Then I remembered famous Italian comic book character called Nathan Never, and I thought about creating a detective as the character in question, with a “vintage” feel but set in the future, with robotic libs and implants.

Once the idea was finalized I got carried away with building an entire office. Spending a lot of my time off work for a couple of months building the character and scene.

Textile Materials

I usually work on a monitor and on the second one I always have the reference for the model I’m working on, and when I’m at the texturing and shading stage I keep going back and forth from model to reference and back, trying to achieve the same lighting as in the picture I’m looking at as reference and creating the same textile effect. Also it’s always good to ask for a second opinion or a critique when you’re stuck.
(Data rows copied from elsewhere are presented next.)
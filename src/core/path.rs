//! Resolution of path-like values against a project root.

use std::fmt;
use std::path::{Component, Path, PathBuf};

use anyhow::Result;
use thiserror::Error;

/// Turns a path-like value into an absolute file.
///
/// Failure semantics belong to the resolver; callers pass its errors on
/// unchanged.
pub trait PathResolver: Send + Sync + fmt::Debug {
    /// Resolve `path` to an absolute path.
    fn resolve(&self, path: &Path) -> Result<PathBuf>;
}

/// What a resolved path is required to be.
#[derive(Debug, Clone, Copy, PartialEq, Eq, Default)]
pub enum PathValidation {
    /// No check; the path may not exist yet
    #[default]
    None,
    /// The path must exist
    Exists,
    /// The path must be an existing file
    File,
    /// The path must be an existing directory
    Directory,
}

/// Errors raised by [`BaseDirResolver`].
#[derive(Debug, Error)]
pub enum PathError {
    #[error("cannot resolve an empty path")]
    Empty,

    #[error("path does not exist: {}", path.display())]
    NotFound { path: PathBuf },

    #[error("path is not a file: {}", path.display())]
    NotAFile { path: PathBuf },

    #[error("path is not a directory: {}", path.display())]
    NotADirectory { path: PathBuf },
}

/// Resolves relative paths against a fixed base directory.
#[derive(Debug, Clone)]
pub struct BaseDirResolver {
    base: PathBuf,
    validation: PathValidation,
}

impl BaseDirResolver {
    /// Create a resolver rooted at `base`.
    pub fn new(base: impl Into<PathBuf>) -> Self {
        BaseDirResolver {
            base: base.into(),
            validation: PathValidation::None,
        }
    }

    /// Require resolved paths to pass `validation`.
    pub fn with_validation(mut self, validation: PathValidation) -> Self {
        self.validation = validation;
        self
    }

    /// Get the base directory.
    pub fn base(&self) -> &Path {
        &self.base
    }

    fn validate(&self, path: PathBuf) -> Result<PathBuf, PathError> {
        match self.validation {
            PathValidation::None => Ok(path),
            PathValidation::Exists if path.exists() => Ok(path),
            PathValidation::File if path.is_file() => Ok(path),
            PathValidation::Directory if path.is_dir() => Ok(path),
            _ if !path.exists() => Err(PathError::NotFound { path }),
            PathValidation::File => Err(PathError::NotAFile { path }),
            _ => Err(PathError::NotADirectory { path }),
        }
    }
}

impl PathResolver for BaseDirResolver {
    fn resolve(&self, path: &Path) -> Result<PathBuf> {
        if path.as_os_str().is_empty() {
            return Err(PathError::Empty.into());
        }

        let joined = if path.is_absolute() {
            path.to_path_buf()
        } else {
            self.base.join(path)
        };

        Ok(self.validate(normalize(&joined))?)
    }
}

/// Lexically remove `.` and `..` components.
///
/// `..` at the root is dropped, matching how the OS treats `/..`.
pub fn normalize(path: &Path) -> PathBuf {
    let mut out = PathBuf::new();

    for component in path.components() {
        match component {
            Component::CurDir => {}
            Component::ParentDir => {
                if !out.pop() && !out.has_root() {
                    out.push(component);
                }
            }
            other => out.push(other),
        }
    }

    out
}
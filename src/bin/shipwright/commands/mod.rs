//! Command implementations

pub mod completions;
pub mod list;
pub mod names;
pub mod show;
pub mod swift_version;

use std::path::{Path, PathBuf};

use anyhow::{Context, Result};

use shipwright::toolchain::{NativeToolChain, ToolChainRegistry};
use shipwright::util::config::{
    global_toolchains_config_path, load_toolchains_config, project_toolchains_config_path,
};
use shipwright::util::diagnostic::suggestions;

/// Resolve the project directory, defaulting to the current directory.
pub fn project_root(project: Option<&Path>) -> Result<PathBuf> {
    match project {
        Some(path) => Ok(path.to_path_buf()),
        None => std::env::current_dir().context("failed to determine current directory"),
    }
}

/// Load the tool chains declared for `project` and in the global config.
pub fn load_registry(project: Option<&Path>) -> Result<ToolChainRegistry> {
    let root = project_root(project)?;
    let project_path = project_toolchains_config_path(&root);
    let global_path = global_toolchains_config_path().unwrap_or_default();

    tracing::debug!(
        "Loading tool chains from {} and {}",
        global_path.display(),
        project_path.display()
    );

    let config = load_toolchains_config(&global_path, &project_path)?;
    config.into_registry(&root)
}

/// Look up a declared tool chain by name.
pub fn find<'a>(registry: &'a ToolChainRegistry, name: &str) -> Result<&'a NativeToolChain> {
    registry.get(name).ok_or_else(|| {
        anyhow::anyhow!(
            "no tool chain named `{}`\n{}",
            name,
            suggestions::TOOLCHAIN_NOT_FOUND
        )
    })
}
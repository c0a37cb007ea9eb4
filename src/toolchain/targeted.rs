//! A tool chain narrowed to one target platform.

use std::collections::BTreeMap;
use std::path::PathBuf;

use anyhow::{anyhow, Result};

use crate::core::platform::TargetPlatform;

use super::tool::{CommandSpec, ToolConfiguration, ToolKind};

/// The tools of one tool chain, configured for one target platform.
///
/// Views own a private copy of the tool configurations, so configuring
/// one platform never leaks into another.
#[derive(Debug, Clone)]
pub struct PlatformToolChain {
    toolchain: String,
    platform: TargetPlatform,
    tools: BTreeMap<ToolKind, ToolConfiguration>,
    search_path: Vec<PathBuf>,
}

impl PlatformToolChain {
    pub(crate) fn new(
        toolchain: impl Into<String>,
        platform: TargetPlatform,
        tools: BTreeMap<ToolKind, ToolConfiguration>,
        search_path: Vec<PathBuf>,
    ) -> Self {
        PlatformToolChain {
            toolchain: toolchain.into(),
            platform,
            tools,
            search_path,
        }
    }

    /// Name of the tool chain this view was selected from.
    pub fn toolchain_name(&self) -> &str {
        &self.toolchain
    }

    /// The platform this view targets.
    pub fn platform(&self) -> &TargetPlatform {
        &self.platform
    }

    /// Get a tool by kind.
    pub fn tool(&self, kind: ToolKind) -> Option<&ToolConfiguration> {
        self.tools.get(&kind)
    }

    /// Get a mutable tool by kind.
    pub fn tool_mut(&mut self, kind: ToolKind) -> Option<&mut ToolConfiguration> {
        self.tools.get_mut(&kind)
    }

    /// Get a mutable tool by kind, failing if the tool chain lacks it.
    pub fn require_tool_mut(&mut self, kind: ToolKind) -> Result<&mut ToolConfiguration> {
        let toolchain = &self.toolchain;
        self.tools
            .get_mut(&kind)
            .ok_or_else(|| anyhow!("tool chain `{}` has no {}", toolchain, kind))
    }

    /// Add or replace a tool for this platform only.
    pub fn set_tool(&mut self, tool: ToolConfiguration) {
        self.tools.insert(tool.kind(), tool);
    }

    /// Iterate over the tools in kind order.
    pub fn tools(&self) -> impl Iterator<Item = &ToolConfiguration> + '_ {
        self.tools.values()
    }

    /// Directories searched for tool executables before `PATH`.
    pub fn search_path(&self) -> &[PathBuf] {
        &self.search_path
    }

    /// Render the command for a tool, if the tool chain has it.
    pub fn command(
        &self,
        kind: ToolKind,
        extra: impl IntoIterator<Item = impl Into<String>>,
    ) -> Option<CommandSpec> {
        self.tool(kind).map(|tool| tool.command(extra))
    }

    /// Locate the executable of a tool on the search path.
    pub fn locate(&self, kind: ToolKind) -> Option<PathBuf> {
        self.tool(kind)
            .and_then(|tool| tool.locate(&self.search_path))
    }
}
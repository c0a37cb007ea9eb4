//! Test utilities for Shipwright unit tests.
//!
//! This module provides recording configuration actions and ready-made
//! tool chain configuration projects.
//!
//! # Example
//!
//! ```rust,ignore
//! use shipwright::test_support::Recorder;
//!
//! #[test]
//! fn test_example() {
//!     let recorder = Recorder::new();
//!     toolchain.each_platform(recorder.action("first"));
//!     toolchain.select(&platform)?;
//!     assert_eq!(recorder.calls(), vec!["first"]);
//! }
//! ```

pub mod fixtures;

use std::sync::{Arc, Mutex};

// Re-export fixtures for convenience
pub use fixtures::*;

/// Records the labels of configuration actions as they run.
///
/// Clones share the same log, so actions handed to a tool chain can be
/// inspected from the test afterwards.
#[derive(Debug, Clone, Default)]
pub struct Recorder {
    calls: Arc<Mutex<Vec<String>>>,
}

impl Recorder {
    /// Create a recorder with an empty log.
    pub fn new() -> Self {
        Recorder::default()
    }

    /// An action that appends `label` to the log and succeeds.
    pub fn action<T: 'static>(
        &self,
        label: &str,
    ) -> impl Fn(&mut T) -> anyhow::Result<()> + Clone + Send + Sync + 'static {
        let calls = Arc::clone(&self.calls);
        let label = label.to_string();
        move |_: &mut T| {
            calls.lock().unwrap().push(label.clone());
            Ok(())
        }
    }

    /// Labels recorded so far, in call order.
    pub fn calls(&self) -> Vec<String> {
        self.calls.lock().unwrap().clone()
    }
}

#[cfg(test)]
mod tests {
    use super::*;

    #[test]
    fn test_recorder_shares_log() {
        let recorder = Recorder::new();
        let first = recorder.action::<u32>("first");
        let second = recorder.clone().action::<u32>("second");

        let mut value = 0;
        first(&mut value).unwrap();
        second(&mut value).unwrap();
        first(&mut value).unwrap();

        assert_eq!(recorder.calls(), vec!["first", "second", "first"]);
    }
}
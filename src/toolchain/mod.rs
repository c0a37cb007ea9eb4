//! Native tool chains for C, C++ and Swift.
//!
//! A [`NativeToolChain`] separates what a tool chain *is* (its name, kind,
//! target operating system and tools) from how it is *configured* for a
//! particular target platform. Configuration is deferred: actions
//! registered with [`NativeToolChain::each_platform`] run, in order, each
//! time the tool chain is selected for a platform.
//!
//! ```ignore
//! let mut gcc = NativeToolChain::new("gcc", Arc::new(GccCompatible::gcc()), os, resolver)?;
//! gcc.each_platform(|view| {
//!     view.require_tool_mut(ToolKind::CCompiler)?.arg("-Wall");
//!     Ok(())
//! });
//! let x86 = gcc.select(&TargetPlatform::named("x86"))?;
//! ```

use std::collections::BTreeMap;
use std::fmt;
use std::path::{Path, PathBuf};
use std::sync::Arc;

use crate::core::os::OsNaming;
use crate::core::path::PathResolver;
use crate::core::platform::TargetPlatform;

mod broadcast;
mod error;
mod gcc;
mod msvc;
pub mod registry;
mod swiftc;
mod targeted;
mod tool;

pub use broadcast::{Action, ActionBroadcast, ActionError};
pub use error::ToolChainError;
pub use gcc::{GccCompatible, GccFamily};
pub use msvc::VisualCpp;
pub use registry::ToolChainRegistry;
pub use swiftc::Swiftc;
pub use targeted::PlatformToolChain;
pub use tool::{CommandSpec, ToolConfiguration, ToolKind};

/// Names accepted by [`kind_for_name`].
pub const KNOWN_KINDS: [&str; 4] = ["gcc", "clang", "visual-cpp", "swiftc"];

/// A family of tool chains.
///
/// Each kind names itself and supplies the tools a fresh tool chain starts
/// with.
pub trait ToolChainKind: Send + Sync + fmt::Debug {
    /// Classification shown in display names (e.g. "GNU GCC").
    fn type_name(&self) -> &str;

    /// Tools installed when a tool chain of this kind is created.
    fn default_tools(&self) -> Vec<ToolConfiguration>;

    /// Name of the file passed to the linker for a shared library.
    ///
    /// Receives the runtime shared library name. `None` means the linker
    /// uses the runtime artifact itself.
    fn link_file_name(&self, _shared_library_name: &str) -> Option<String> {
        None
    }
}

/// Look up a built-in tool chain kind by name.
pub fn kind_for_name(name: &str) -> Result<Arc<dyn ToolChainKind>, ToolChainError> {
    match name {
        "gcc" => Ok(Arc::new(GccCompatible::gcc())),
        "clang" => Ok(Arc::new(GccCompatible::clang())),
        "visual-cpp" | "msvc" => Ok(Arc::new(VisualCpp::new())),
        "swiftc" | "swift" => Ok(Arc::new(Swiftc::new())),
        other => Err(ToolChainError::UnknownKind {
            kind: other.to_string(),
            known: KNOWN_KINDS.iter().map(|k| k.to_string()).collect(),
        }),
    }
}

/// One named tool chain bound to an operating system.
///
/// Identity is fixed at construction. Tools may be added and platform
/// actions registered afterwards; nothing is ever removed.
#[derive(Debug)]
pub struct NativeToolChain {
    name: String,
    kind: Arc<dyn ToolChainKind>,
    operating_system: Arc<dyn OsNaming>,
    resolver: Arc<dyn PathResolver>,
    tools: BTreeMap<ToolKind, ToolConfiguration>,
    search_path: Vec<PathBuf>,
    targets: Vec<String>,
    configure_actions: ActionBroadcast<PlatformToolChain>,
}

impl NativeToolChain {
    /// Create a tool chain with the default tools of `kind`.
    ///
    /// Fails with [`ToolChainError::EmptyName`] for an empty or blank name.
    pub fn new(
        name: impl Into<String>,
        kind: Arc<dyn ToolChainKind>,
        operating_system: Arc<dyn OsNaming>,
        resolver: Arc<dyn PathResolver>,
    ) -> Result<Self, ToolChainError> {
        let name = name.into();
        if name.trim().is_empty() {
            return Err(ToolChainError::EmptyName);
        }

        let tools = kind
            .default_tools()
            .into_iter()
            .map(|tool| (tool.kind(), tool))
            .collect();

        tracing::debug!(
            "Declared tool chain `{}` ({}) for {}",
            name,
            kind.type_name(),
            operating_system.name()
        );

        Ok(NativeToolChain {
            name,
            kind,
            operating_system,
            resolver,
            tools,
            search_path: Vec::new(),
            targets: Vec::new(),
            configure_actions: ActionBroadcast::new(),
        })
    }

    /// Get the tool chain name.
    pub fn name(&self) -> &str {
        &self.name
    }

    /// Get the kind classification (e.g. "GNU GCC").
    pub fn type_name(&self) -> &str {
        self.kind.type_name()
    }

    /// `Tool chain '<name>' (<type name>)`.
    pub fn display_name(&self) -> String {
        format!("Tool chain '{}' ({})", self.name, self.type_name())
    }

    /// `<name>-<os name>`; distinct for same-named chains on different OSes.
    pub fn output_type(&self) -> String {
        format!("{}-{}", self.name, self.operating_system.name())
    }

    /// The operating system naming policy.
    pub fn operating_system(&self) -> &dyn OsNaming {
        self.operating_system.as_ref()
    }

    /// Executable file name for `base` on this tool chain's OS.
    pub fn executable_name(&self, base: &str) -> String {
        self.operating_system.executable_name(base)
    }

    /// Shared library file name for `base` on this tool chain's OS.
    pub fn shared_library_name(&self, base: &str) -> String {
        self.operating_system.shared_library_name(base)
    }

    /// File handed to the linker when linking against shared library `base`.
    pub fn shared_library_link_file_name(&self, base: &str) -> String {
        let shared = self.shared_library_name(base);
        self.kind.link_file_name(&shared).unwrap_or(shared)
    }

    /// Static library file name for `base` on this tool chain's OS.
    pub fn static_library_name(&self, base: &str) -> String {
        self.operating_system.static_library_name(base)
    }

    /// Register an action run for every platform this tool chain is selected for.
    pub fn each_platform<F>(&mut self, action: F)
    where
        F: Fn(&mut PlatformToolChain) -> anyhow::Result<()> + Send + Sync + 'static,
    {
        self.configure_actions.add(action);
    }

    /// Declare `platform` as supported and register an action for it alone.
    ///
    /// Once any platform is declared, selecting an undeclared one fails.
    pub fn target<F>(&mut self, platform: impl Into<String>, action: F)
    where
        F: Fn(&mut PlatformToolChain) -> anyhow::Result<()> + Send + Sync + 'static,
    {
        let platform = platform.into();
        if !self.targets.contains(&platform) {
            self.targets.push(platform.clone());
        }

        self.configure_actions.add(move |view| {
            if view.platform().name == platform {
                action(view)
            } else {
                Ok(())
            }
        });
    }

    /// Platforms declared through [`NativeToolChain::target`].
    pub fn targets(&self) -> &[String] {
        &self.targets
    }

    /// Whether [`NativeToolChain::select`] accepts `platform`.
    pub fn is_targeting(&self, platform: &TargetPlatform) -> bool {
        self.targets.is_empty() || self.targets.contains(&platform.name)
    }

    /// Number of registered platform actions.
    pub fn action_count(&self) -> usize {
        self.configure_actions.len()
    }

    /// Resolve a path with the tool chain's path resolver.
    pub fn resolve(&self, path: impl AsRef<Path>) -> anyhow::Result<PathBuf> {
        self.resolver.resolve(path.as_ref())
    }

    /// Resolve `entry` and append it to the tool search path.
    pub fn path(&mut self, entry: impl AsRef<Path>) -> anyhow::Result<()> {
        let resolved = self.resolve(entry)?;
        tracing::debug!(
            "Tool chain `{}` searches {}",
            self.name,
            resolved.display()
        );
        self.search_path.push(resolved);
        Ok(())
    }

    /// Directories searched for tool executables before `PATH`.
    pub fn search_path(&self) -> &[PathBuf] {
        &self.search_path
    }

    /// Add a tool. Each kind may be present once.
    pub fn add_tool(&mut self, tool: ToolConfiguration) -> Result<(), ToolChainError> {
        if self.tools.contains_key(&tool.kind()) {
            return Err(ToolChainError::DuplicateTool {
                toolchain: self.name.clone(),
                tool: tool.kind(),
            });
        }
        self.tools.insert(tool.kind(), tool);
        Ok(())
    }

    /// Get a tool by kind.
    pub fn tool(&self, kind: ToolKind) -> Option<&ToolConfiguration> {
        self.tools.get(&kind)
    }

    /// Get a mutable tool by kind.
    pub fn tool_mut(&mut self, kind: ToolKind) -> Option<&mut ToolConfiguration> {
        self.tools.get_mut(&kind)
    }

    /// Iterate over the tools in kind order.
    pub fn tools(&self) -> impl Iterator<Item = &ToolConfiguration> + '_ {
        self.tools.values()
    }

    /// Configure this tool chain for `platform`.
    ///
    /// Every platform action runs against a fresh copy of the tools, in
    /// registration order. The first failing action aborts the selection;
    /// the partially configured view is discarded.
    pub fn select(&self, platform: &TargetPlatform) -> Result<PlatformToolChain, ToolChainError> {
        if !self.is_targeting(platform) {
            return Err(ToolChainError::UnsupportedPlatform {
                toolchain: self.name.clone(),
                platform: platform.name.clone(),
                targets: self.targets.clone(),
            });
        }

        tracing::debug!(
            "Configuring `{}` for {} ({} actions)",
            self.name,
            platform.name,
            self.configure_actions.len()
        );

        let mut view = PlatformToolChain::new(
            self.name.clone(),
            platform.clone(),
            self.tools.clone(),
            self.search_path.clone(),
        );

        self.configure_actions
            .execute(&mut view)
            .map_err(|e| ToolChainError::ConfigureFailed {
                toolchain: self.name.clone(),
                platform: platform.name.clone(),
                index: e.index,
                source: e.source,
            })?;

        Ok(view)
    }
}

impl fmt::Display for NativeToolChain {
    fn fmt(&self, f: &mut fmt::Formatter<'_>) -> fmt::Result {
        f.write_str(&self.display_name())
    }
}
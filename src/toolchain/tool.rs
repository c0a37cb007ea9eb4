//! Tool kinds and per-tool command configuration.

use std::fmt;
use std::path::{Path, PathBuf};
use std::str::FromStr;
use std::sync::Arc;

use anyhow::bail;
use serde::{Deserialize, Serialize};

/// The tools a native tool chain may provide.
#[derive(Debug, Clone, Copy, PartialEq, Eq, PartialOrd, Ord, Hash, Serialize, Deserialize)]
#[serde(rename_all = "kebab-case")]
pub enum ToolKind {
    CCompiler,
    CppCompiler,
    ObjectiveCCompiler,
    ObjectiveCppCompiler,
    Assembler,
    Linker,
    StaticLibArchiver,
    SwiftCompiler,
    WindowsResourceCompiler,
}

impl ToolKind {
    /// All tool kinds, in declaration order.
    pub const ALL: [ToolKind; 9] = [
        ToolKind::CCompiler,
        ToolKind::CppCompiler,
        ToolKind::ObjectiveCCompiler,
        ToolKind::ObjectiveCppCompiler,
        ToolKind::Assembler,
        ToolKind::Linker,
        ToolKind::StaticLibArchiver,
        ToolKind::SwiftCompiler,
        ToolKind::WindowsResourceCompiler,
    ];

    /// Get the tool kind name as a string.
    pub fn as_str(&self) -> &'static str {
        match self {
            ToolKind::CCompiler => "c-compiler",
            ToolKind::CppCompiler => "cpp-compiler",
            ToolKind::ObjectiveCCompiler => "objective-c-compiler",
            ToolKind::ObjectiveCppCompiler => "objective-cpp-compiler",
            ToolKind::Assembler => "assembler",
            ToolKind::Linker => "linker",
            ToolKind::StaticLibArchiver => "static-lib-archiver",
            ToolKind::SwiftCompiler => "swift-compiler",
            ToolKind::WindowsResourceCompiler => "windows-resource-compiler",
        }
    }
}

impl fmt::Display for ToolKind {
    fn fmt(&self, f: &mut fmt::Formatter<'_>) -> fmt::Result {
        f.write_str(self.as_str())
    }
}

impl FromStr for ToolKind {
    type Err = anyhow::Error;

    fn from_str(s: &str) -> anyhow::Result<Self> {
        match ToolKind::ALL.iter().find(|k| k.as_str() == s) {
            Some(kind) => Ok(*kind),
            None => bail!("unknown tool `{}`", s),
        }
    }
}

/// A command to execute, with program, arguments, and environment.
#[derive(Debug, Clone, PartialEq, Eq)]
pub struct CommandSpec {
    /// The program to run (e.g., "gcc", "cl.exe")
    pub program: PathBuf,
    /// Command arguments
    pub args: Vec<String>,
    /// Environment variables to set
    pub env: Vec<(String, String)>,
}

impl CommandSpec {
    /// Create a new command spec.
    pub fn new(program: impl Into<PathBuf>) -> Self {
        CommandSpec {
            program: program.into(),
            args: Vec::new(),
            env: Vec::new(),
        }
    }

    /// Add an argument.
    pub fn arg(mut self, arg: impl Into<String>) -> Self {
        self.args.push(arg.into());
        self
    }

    /// Add multiple arguments.
    pub fn args(mut self, args: impl IntoIterator<Item = impl Into<String>>) -> Self {
        self.args.extend(args.into_iter().map(|a| a.into()));
        self
    }

    /// Add an environment variable.
    pub fn env(mut self, key: impl Into<String>, value: impl Into<String>) -> Self {
        self.env.push((key.into(), value.into()));
        self
    }
}

type ArgsAction = Arc<dyn Fn(&mut Vec<String>) + Send + Sync>;

/// How one tool of a tool chain is invoked.
///
/// Argument actions run last, over the full argument list, every time a
/// command is rendered.
#[derive(Clone)]
pub struct ToolConfiguration {
    kind: ToolKind,
    executable: String,
    args: Vec<String>,
    env: Vec<(String, String)>,
    args_actions: Vec<ArgsAction>,
}

impl ToolConfiguration {
    /// Create a tool configuration running `executable`.
    pub fn new(kind: ToolKind, executable: impl Into<String>) -> Self {
        ToolConfiguration {
            kind,
            executable: executable.into(),
            args: Vec::new(),
            env: Vec::new(),
            args_actions: Vec::new(),
        }
    }

    /// Get the tool kind.
    pub fn kind(&self) -> ToolKind {
        self.kind
    }

    /// Get the executable name or path.
    pub fn executable(&self) -> &str {
        &self.executable
    }

    /// Replace the executable.
    pub fn set_executable(&mut self, executable: impl Into<String>) {
        self.executable = executable.into();
    }

    /// Get the configured arguments.
    pub fn args(&self) -> &[String] {
        &self.args
    }

    /// Append an argument.
    pub fn arg(&mut self, arg: impl Into<String>) -> &mut Self {
        self.args.push(arg.into());
        self
    }

    /// Append multiple arguments.
    pub fn extend_args(&mut self, args: impl IntoIterator<Item = impl Into<String>>) -> &mut Self {
        self.args.extend(args.into_iter().map(|a| a.into()));
        self
    }

    /// Get the configured environment.
    pub fn env(&self) -> &[(String, String)] {
        &self.env
    }

    /// Set an environment variable, replacing an earlier value for `key`.
    pub fn set_env(&mut self, key: impl Into<String>, value: impl Into<String>) -> &mut Self {
        let key = key.into();
        let value = value.into();
        match self.env.iter_mut().find(|(k, _)| *k == key) {
            Some(entry) => entry.1 = value,
            None => self.env.push((key, value)),
        }
        self
    }

    /// Register an action that rewrites the final argument list.
    pub fn with_arguments<F>(&mut self, action: F) -> &mut Self
    where
        F: Fn(&mut Vec<String>) + Send + Sync + 'static,
    {
        self.args_actions.push(Arc::new(action));
        self
    }

    /// Render the command for invoking this tool.
    ///
    /// Configured arguments come first, then `extra`; argument actions see
    /// the combined list.
    pub fn command(&self, extra: impl IntoIterator<Item = impl Into<String>>) -> CommandSpec {
        let mut args = self.args.clone();
        args.extend(extra.into_iter().map(|a| a.into()));

        for action in &self.args_actions {
            action(&mut args);
        }

        let mut cmd = CommandSpec::new(&self.executable).args(args);
        for (key, value) in &self.env {
            cmd = cmd.env(key, value);
        }
        cmd
    }

    /// Locate the executable on `search_path`, then on `PATH`.
    pub fn locate(&self, search_path: &[PathBuf]) -> Option<PathBuf> {
        let executable = Path::new(&self.executable);
        if executable.is_absolute() {
            return executable.is_file().then(|| executable.to_path_buf());
        }

        if !search_path.is_empty() {
            let cwd = std::env::current_dir().unwrap_or_default();
            if let Ok(paths) = std::env::join_paths(search_path) {
                if let Ok(found) = which::which_in(&self.executable, Some(paths), cwd) {
                    return Some(found);
                }
            }
        }

        which::which(&self.executable).ok()
    }
}

impl fmt::Debug for ToolConfiguration {
    fn fmt(&self, f: &mut fmt::Formatter<'_>) -> fmt::Result {
        f.debug_struct("ToolConfiguration")
            .field("kind", &self.kind)
            .field("executable", &self.executable)
            .field("args", &self.args)
            .field("env", &self.env)
            .field("args_actions", &self.args_actions.len())
            .finish()
    }
}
But anyway in the end it is just a matter of not settling for less than great when you’re building textures.

Nathan_MD

***

Again to the artists I say “don’t settle for anything less than great”, it’s easy to get carried away thinking your project is “good enough” but if you settle for good you won’t reach greatness, and the best artists in the industry are the ones who go the extra mile with their projects, always.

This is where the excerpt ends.